GIVEN DATA Start Marker
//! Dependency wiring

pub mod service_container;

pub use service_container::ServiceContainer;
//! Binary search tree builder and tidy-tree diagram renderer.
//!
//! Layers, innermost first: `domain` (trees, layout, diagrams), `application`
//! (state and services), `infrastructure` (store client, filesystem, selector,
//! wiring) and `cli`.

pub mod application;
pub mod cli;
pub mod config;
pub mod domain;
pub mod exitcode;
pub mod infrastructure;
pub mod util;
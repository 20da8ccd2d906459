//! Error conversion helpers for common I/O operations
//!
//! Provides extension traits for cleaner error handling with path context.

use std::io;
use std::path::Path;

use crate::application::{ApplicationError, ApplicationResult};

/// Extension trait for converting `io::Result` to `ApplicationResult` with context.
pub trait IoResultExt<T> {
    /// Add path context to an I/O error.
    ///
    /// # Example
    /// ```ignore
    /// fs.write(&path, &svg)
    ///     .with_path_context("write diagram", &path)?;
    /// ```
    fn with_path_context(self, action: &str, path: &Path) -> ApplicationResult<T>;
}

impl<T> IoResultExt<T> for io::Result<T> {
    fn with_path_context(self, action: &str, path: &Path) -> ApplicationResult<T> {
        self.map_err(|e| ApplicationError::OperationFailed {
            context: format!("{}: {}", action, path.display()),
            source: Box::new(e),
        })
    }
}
GIVEN DATA End Marker
GIVEN DATA Start Marker
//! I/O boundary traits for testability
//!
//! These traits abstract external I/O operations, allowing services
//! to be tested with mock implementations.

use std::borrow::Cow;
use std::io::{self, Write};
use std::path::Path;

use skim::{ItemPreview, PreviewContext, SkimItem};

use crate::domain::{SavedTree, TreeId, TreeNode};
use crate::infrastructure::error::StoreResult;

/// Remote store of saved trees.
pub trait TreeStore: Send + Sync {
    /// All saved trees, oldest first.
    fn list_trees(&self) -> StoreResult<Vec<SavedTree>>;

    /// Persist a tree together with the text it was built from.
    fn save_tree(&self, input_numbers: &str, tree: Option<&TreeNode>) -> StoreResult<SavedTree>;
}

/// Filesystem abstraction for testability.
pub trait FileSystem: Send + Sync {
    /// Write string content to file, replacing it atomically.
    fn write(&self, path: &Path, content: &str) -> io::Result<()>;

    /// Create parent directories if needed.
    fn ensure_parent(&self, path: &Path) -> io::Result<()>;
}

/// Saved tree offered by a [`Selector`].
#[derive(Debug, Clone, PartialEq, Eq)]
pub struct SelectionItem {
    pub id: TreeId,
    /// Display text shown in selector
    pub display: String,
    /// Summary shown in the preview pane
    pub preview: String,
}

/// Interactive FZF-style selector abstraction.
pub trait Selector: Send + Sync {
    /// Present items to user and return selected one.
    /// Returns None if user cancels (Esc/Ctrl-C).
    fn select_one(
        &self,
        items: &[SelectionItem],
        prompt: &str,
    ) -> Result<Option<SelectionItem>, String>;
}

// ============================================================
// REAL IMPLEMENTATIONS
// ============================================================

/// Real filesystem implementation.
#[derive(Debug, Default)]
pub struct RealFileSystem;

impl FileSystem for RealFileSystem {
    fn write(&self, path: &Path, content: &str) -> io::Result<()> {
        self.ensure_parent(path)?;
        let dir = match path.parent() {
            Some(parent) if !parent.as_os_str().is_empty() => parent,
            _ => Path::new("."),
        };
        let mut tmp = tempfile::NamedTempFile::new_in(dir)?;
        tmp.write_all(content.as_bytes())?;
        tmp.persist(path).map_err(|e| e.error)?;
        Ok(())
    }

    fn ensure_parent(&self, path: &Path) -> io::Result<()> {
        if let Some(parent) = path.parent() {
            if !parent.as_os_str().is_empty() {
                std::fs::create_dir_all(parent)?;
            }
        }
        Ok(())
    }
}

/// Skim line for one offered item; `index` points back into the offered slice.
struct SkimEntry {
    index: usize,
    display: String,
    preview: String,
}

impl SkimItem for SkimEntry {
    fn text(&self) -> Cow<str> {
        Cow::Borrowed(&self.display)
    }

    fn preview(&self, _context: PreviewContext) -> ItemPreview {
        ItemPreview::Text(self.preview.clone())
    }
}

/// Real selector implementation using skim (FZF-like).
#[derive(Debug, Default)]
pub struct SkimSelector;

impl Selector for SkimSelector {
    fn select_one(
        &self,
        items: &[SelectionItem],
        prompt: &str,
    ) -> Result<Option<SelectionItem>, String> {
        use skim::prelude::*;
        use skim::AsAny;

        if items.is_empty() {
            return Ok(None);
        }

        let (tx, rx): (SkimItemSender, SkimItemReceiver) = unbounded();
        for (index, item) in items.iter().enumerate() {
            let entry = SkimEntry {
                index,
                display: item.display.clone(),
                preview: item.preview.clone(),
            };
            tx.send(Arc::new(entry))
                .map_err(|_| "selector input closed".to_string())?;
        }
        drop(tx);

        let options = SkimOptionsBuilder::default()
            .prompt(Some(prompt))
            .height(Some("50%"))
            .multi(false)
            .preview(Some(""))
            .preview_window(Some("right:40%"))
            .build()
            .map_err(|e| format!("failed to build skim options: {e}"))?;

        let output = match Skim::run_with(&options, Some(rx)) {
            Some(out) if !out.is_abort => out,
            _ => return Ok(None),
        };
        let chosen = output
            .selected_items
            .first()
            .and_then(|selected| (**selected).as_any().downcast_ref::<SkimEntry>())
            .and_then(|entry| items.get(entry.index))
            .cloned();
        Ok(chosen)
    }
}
GIVEN DATA End Marker
## EXERCISE INSTRUCTIONS
The expected answer is each line of the records above that includes the string "SavedTree".

## ANSWER BOX
use crate::domain::{SavedTree, TreeId, TreeNode};
    fn list_trees(&self) -> StoreResult<Vec<SavedTree>>;
    fn save_tree(&self, input_numbers: &str, tree: Option<&TreeNode>) -> StoreResult<SavedTree>;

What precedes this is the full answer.